- _TASK DIRECTIONS_:
Set down the listing below verbatim, but only from its first line through the line containing "static BLOCK_RE: OnceLock<Regex>".

● ● ● ●

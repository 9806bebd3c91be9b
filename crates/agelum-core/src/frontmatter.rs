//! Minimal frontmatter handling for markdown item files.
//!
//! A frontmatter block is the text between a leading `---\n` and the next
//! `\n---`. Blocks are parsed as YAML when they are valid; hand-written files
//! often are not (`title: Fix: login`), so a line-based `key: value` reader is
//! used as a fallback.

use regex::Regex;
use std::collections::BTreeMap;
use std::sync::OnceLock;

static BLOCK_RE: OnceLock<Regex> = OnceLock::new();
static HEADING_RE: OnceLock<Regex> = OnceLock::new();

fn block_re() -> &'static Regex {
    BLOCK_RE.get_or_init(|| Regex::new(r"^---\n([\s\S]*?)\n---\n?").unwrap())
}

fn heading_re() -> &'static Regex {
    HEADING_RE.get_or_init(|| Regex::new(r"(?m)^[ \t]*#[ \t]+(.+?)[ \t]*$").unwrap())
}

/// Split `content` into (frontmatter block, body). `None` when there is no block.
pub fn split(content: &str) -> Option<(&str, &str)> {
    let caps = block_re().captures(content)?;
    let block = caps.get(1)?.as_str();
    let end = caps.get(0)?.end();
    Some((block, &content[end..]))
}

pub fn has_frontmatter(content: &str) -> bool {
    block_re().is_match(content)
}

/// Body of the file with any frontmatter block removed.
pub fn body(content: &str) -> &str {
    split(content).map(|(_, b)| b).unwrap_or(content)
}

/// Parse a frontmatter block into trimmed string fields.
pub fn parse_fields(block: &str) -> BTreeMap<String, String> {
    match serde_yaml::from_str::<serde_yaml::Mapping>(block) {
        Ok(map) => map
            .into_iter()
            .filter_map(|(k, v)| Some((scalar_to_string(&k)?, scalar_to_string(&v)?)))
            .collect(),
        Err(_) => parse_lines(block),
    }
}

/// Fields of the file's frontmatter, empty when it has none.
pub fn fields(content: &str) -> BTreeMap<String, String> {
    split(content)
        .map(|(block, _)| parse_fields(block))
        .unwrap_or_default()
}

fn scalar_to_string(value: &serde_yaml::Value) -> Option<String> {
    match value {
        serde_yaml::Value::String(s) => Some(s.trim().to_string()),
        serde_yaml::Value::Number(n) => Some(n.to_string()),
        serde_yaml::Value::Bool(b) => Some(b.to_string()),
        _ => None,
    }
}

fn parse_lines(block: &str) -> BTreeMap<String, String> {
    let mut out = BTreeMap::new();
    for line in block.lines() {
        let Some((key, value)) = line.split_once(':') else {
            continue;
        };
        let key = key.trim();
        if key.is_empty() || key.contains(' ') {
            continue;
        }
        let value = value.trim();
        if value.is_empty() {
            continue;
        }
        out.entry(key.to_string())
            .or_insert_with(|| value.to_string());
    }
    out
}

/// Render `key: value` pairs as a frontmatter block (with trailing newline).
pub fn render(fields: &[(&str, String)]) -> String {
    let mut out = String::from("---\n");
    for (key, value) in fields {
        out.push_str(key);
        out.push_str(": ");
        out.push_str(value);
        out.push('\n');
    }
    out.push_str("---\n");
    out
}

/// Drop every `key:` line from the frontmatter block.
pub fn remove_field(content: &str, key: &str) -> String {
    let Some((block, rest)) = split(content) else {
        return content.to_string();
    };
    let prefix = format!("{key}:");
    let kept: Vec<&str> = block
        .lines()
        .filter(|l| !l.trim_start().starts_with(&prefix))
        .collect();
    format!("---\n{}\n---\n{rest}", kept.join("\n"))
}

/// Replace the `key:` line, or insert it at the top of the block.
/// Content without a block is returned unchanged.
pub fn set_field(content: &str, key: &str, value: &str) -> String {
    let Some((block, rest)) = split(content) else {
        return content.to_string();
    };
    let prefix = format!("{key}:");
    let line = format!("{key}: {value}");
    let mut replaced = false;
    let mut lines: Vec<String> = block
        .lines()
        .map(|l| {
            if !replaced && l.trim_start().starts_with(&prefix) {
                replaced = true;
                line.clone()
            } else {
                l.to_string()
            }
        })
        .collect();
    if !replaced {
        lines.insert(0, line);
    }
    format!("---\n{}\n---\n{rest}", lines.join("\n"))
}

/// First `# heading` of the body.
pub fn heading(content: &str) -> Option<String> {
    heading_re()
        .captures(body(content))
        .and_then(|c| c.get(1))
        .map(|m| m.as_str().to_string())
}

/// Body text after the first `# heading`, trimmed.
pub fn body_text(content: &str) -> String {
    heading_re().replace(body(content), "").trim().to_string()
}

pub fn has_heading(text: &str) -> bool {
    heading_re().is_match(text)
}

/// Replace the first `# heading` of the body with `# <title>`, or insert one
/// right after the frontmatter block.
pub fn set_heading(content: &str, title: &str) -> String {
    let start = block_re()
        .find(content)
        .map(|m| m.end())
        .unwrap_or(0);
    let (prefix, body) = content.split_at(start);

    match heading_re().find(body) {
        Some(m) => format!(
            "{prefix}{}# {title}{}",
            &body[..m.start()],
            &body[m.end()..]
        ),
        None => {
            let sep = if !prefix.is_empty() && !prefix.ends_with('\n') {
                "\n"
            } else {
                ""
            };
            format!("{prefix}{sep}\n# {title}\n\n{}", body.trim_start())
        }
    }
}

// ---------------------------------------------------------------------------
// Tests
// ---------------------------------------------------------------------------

● ● ● ●

- _WRITTEN ANSWER_:
repository 9806bebd3c91be9b
filename crates/agelum-core/src/frontmatter.rs
//! Minimal frontmatter handling for markdown item files.
//!
//! A frontmatter block is the text between a leading `---\n` and the next
//! `\n---`. Blocks are parsed as YAML when they are valid; hand-written files
//! often are not (`title: Fix: login`), so a line-based `key: value` reader is
//! used as a fallback.

use regex::Regex;
use std::collections::BTreeMap;
use std::sync::OnceLock;

static BLOCK_RE: OnceLock<Regex> = OnceLock::new();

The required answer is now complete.